WHAT YOU SHOULD DO:
Only one stretch of the listing below is wanted. Give it again exactly, from the line with "use tracing::info;" through the line with "in completion order.".

—————

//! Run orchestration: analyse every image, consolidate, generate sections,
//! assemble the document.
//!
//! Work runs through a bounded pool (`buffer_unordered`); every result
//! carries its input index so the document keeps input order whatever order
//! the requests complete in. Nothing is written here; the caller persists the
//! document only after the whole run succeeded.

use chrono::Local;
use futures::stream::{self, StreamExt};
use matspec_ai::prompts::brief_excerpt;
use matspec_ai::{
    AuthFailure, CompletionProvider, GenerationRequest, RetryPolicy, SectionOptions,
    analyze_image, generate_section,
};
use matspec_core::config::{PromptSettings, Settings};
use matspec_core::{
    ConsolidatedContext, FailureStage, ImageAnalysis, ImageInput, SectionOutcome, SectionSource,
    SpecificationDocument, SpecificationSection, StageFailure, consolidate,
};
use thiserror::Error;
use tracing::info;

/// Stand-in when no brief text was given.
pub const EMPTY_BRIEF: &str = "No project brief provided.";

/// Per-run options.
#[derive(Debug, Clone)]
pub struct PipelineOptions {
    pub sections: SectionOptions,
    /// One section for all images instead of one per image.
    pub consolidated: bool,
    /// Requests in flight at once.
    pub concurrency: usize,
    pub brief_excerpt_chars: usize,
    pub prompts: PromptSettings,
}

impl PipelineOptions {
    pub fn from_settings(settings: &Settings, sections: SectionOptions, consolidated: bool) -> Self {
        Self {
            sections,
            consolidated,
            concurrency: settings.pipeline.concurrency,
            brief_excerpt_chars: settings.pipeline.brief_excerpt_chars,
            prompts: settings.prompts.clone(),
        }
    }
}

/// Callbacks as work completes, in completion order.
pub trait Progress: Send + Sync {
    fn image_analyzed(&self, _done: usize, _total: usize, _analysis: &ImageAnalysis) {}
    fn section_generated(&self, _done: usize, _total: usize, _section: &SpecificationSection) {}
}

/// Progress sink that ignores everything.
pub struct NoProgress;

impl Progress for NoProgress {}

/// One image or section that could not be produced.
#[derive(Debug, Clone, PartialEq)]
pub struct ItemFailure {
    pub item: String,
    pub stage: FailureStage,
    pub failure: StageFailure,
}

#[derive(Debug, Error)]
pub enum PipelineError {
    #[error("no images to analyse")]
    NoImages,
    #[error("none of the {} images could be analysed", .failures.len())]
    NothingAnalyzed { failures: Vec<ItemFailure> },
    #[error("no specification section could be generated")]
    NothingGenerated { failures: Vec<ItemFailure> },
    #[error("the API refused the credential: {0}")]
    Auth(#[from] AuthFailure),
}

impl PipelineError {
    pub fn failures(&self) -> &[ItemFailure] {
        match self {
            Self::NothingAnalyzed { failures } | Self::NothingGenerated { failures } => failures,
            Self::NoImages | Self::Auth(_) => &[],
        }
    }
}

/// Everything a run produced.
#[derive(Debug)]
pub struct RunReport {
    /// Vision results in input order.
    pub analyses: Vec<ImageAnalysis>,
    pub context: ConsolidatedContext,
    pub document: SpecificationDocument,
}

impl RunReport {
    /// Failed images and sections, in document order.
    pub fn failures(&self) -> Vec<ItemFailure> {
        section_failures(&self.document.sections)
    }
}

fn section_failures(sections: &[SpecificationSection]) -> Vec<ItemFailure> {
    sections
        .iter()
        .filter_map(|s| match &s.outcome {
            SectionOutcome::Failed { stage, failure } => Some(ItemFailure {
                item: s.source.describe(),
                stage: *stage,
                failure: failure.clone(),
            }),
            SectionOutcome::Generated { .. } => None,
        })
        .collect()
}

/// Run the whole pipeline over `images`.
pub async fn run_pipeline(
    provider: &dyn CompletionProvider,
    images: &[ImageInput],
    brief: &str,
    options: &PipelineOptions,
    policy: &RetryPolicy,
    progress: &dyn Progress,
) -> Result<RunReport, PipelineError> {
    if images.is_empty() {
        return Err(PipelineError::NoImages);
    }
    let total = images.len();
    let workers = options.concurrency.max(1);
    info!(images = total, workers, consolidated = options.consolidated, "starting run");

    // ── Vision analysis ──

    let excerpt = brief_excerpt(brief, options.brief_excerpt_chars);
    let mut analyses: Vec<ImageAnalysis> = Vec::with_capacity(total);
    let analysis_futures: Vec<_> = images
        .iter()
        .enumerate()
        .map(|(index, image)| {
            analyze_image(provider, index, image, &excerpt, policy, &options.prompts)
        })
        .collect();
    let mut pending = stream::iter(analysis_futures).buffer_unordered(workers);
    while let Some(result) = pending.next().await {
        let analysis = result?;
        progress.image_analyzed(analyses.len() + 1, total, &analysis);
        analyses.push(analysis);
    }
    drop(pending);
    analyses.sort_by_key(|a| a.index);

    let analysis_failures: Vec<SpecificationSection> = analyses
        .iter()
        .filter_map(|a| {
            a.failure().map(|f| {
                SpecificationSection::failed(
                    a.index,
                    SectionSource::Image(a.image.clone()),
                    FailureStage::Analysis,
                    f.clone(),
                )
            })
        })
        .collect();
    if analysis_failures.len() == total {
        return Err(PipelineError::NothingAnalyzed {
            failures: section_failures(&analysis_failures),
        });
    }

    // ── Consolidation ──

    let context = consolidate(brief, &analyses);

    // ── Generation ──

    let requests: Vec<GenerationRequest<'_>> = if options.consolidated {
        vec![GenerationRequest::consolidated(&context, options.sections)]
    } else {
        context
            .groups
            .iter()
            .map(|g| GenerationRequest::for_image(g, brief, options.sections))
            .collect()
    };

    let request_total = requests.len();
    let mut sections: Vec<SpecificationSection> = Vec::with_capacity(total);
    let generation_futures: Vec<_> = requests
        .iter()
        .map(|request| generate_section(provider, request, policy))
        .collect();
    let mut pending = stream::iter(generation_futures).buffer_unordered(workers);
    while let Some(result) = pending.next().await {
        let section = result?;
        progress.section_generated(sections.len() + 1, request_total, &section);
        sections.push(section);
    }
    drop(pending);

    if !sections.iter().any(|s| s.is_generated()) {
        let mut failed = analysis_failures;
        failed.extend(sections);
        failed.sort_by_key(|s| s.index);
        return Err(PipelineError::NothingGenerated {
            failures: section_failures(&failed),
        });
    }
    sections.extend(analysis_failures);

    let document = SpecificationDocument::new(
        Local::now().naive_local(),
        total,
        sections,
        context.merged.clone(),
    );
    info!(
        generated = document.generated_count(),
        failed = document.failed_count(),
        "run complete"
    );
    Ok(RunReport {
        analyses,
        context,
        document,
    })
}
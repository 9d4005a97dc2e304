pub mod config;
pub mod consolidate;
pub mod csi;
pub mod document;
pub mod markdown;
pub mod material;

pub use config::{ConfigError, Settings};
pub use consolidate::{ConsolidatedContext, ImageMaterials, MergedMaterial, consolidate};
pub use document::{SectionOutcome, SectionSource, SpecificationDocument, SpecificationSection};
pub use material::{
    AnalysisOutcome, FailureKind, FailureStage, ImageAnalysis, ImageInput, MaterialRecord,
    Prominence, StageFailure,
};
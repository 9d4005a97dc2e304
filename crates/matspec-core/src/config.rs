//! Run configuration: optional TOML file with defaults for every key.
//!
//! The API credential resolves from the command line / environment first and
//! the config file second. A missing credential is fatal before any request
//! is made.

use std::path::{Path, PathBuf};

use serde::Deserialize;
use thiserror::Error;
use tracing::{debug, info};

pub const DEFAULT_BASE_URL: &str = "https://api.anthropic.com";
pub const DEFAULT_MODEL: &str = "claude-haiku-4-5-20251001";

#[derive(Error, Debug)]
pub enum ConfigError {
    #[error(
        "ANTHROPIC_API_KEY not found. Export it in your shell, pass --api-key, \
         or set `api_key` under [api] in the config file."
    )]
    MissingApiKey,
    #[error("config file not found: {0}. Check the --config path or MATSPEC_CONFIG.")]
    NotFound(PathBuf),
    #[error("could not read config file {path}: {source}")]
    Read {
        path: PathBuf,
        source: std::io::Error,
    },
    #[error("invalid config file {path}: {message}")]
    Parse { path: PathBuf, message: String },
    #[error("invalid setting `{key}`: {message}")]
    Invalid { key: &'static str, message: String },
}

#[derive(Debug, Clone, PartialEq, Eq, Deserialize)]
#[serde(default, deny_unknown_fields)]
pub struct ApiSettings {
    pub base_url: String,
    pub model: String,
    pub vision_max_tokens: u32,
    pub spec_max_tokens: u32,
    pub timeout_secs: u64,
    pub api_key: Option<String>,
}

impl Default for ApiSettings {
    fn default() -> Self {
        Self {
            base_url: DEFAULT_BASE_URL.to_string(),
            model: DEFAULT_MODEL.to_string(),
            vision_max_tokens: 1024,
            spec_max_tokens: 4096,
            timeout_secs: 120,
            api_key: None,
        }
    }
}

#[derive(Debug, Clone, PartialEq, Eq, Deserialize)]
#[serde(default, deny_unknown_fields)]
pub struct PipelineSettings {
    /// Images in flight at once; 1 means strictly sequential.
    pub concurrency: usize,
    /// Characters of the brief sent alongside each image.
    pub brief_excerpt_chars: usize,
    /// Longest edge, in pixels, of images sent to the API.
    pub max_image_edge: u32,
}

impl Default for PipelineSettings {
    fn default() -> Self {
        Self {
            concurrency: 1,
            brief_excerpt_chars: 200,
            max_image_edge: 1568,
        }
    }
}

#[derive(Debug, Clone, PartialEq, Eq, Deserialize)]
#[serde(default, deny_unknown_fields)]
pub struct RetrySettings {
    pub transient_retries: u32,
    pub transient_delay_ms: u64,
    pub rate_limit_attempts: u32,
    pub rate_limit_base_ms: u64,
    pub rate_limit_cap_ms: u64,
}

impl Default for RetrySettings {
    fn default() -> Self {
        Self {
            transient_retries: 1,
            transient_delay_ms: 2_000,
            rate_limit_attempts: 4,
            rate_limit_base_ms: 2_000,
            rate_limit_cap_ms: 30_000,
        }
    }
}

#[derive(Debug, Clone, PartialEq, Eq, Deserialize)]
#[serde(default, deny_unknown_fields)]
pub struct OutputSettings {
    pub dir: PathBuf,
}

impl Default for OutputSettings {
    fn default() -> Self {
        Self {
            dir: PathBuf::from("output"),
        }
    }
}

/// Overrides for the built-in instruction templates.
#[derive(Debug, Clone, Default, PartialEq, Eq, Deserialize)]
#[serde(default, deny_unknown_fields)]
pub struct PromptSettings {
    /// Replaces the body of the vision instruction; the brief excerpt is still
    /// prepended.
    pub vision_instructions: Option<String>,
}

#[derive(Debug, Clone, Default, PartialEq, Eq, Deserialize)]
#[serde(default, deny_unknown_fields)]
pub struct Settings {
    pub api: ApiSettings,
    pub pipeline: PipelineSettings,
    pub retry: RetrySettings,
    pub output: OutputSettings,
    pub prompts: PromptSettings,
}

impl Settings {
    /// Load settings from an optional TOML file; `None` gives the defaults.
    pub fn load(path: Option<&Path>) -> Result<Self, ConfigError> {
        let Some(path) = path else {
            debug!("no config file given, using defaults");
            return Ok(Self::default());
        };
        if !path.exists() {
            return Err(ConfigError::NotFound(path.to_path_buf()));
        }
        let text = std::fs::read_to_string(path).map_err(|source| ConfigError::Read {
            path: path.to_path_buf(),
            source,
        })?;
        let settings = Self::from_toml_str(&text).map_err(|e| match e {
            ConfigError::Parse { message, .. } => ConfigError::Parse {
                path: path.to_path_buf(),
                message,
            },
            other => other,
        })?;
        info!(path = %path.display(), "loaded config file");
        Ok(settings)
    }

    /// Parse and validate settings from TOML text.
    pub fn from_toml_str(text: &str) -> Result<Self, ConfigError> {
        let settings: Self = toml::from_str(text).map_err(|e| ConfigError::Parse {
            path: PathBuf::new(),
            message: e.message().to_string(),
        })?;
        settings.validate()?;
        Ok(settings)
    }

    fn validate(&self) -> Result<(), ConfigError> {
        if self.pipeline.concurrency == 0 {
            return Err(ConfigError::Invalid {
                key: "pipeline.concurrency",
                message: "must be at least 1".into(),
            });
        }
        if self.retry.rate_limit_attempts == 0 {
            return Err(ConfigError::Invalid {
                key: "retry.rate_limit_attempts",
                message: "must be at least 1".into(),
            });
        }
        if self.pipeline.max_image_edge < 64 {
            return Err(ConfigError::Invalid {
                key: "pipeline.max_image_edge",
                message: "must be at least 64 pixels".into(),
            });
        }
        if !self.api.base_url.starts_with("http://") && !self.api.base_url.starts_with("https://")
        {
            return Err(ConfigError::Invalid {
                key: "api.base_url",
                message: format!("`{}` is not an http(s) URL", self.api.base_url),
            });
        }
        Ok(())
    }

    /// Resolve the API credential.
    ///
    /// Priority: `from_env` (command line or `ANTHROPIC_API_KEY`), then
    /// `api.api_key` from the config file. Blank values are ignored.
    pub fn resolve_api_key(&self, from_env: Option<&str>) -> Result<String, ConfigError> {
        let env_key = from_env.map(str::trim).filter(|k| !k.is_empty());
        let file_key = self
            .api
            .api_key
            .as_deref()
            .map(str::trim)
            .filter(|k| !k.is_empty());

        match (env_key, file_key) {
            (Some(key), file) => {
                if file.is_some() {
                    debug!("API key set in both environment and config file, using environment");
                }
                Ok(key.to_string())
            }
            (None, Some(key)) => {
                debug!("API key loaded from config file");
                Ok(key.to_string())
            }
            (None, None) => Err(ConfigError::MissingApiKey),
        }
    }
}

—————

TASK SOLUTION:
use tracing::info;

/// Stand-in when no brief text was given.
pub const EMPTY_BRIEF: &str = "No project brief provided.";

/// Per-run options.
#[derive(Debug, Clone)]
pub struct PipelineOptions {
    pub sections: SectionOptions,
    /// One section for all images instead of one per image.
    pub consolidated: bool,
    /// Requests in flight at once.
    pub concurrency: usize,
    pub brief_excerpt_chars: usize,
    pub prompts: PromptSettings,
}

impl PipelineOptions {
    pub fn from_settings(settings: &Settings, sections: SectionOptions, consolidated: bool) -> Self {
        Self {
            sections,
            consolidated,
            concurrency: settings.pipeline.concurrency,
            brief_excerpt_chars: settings.pipeline.brief_excerpt_chars,
            prompts: settings.prompts.clone(),
        }
    }
}

/// Callbacks as work completes, in completion order.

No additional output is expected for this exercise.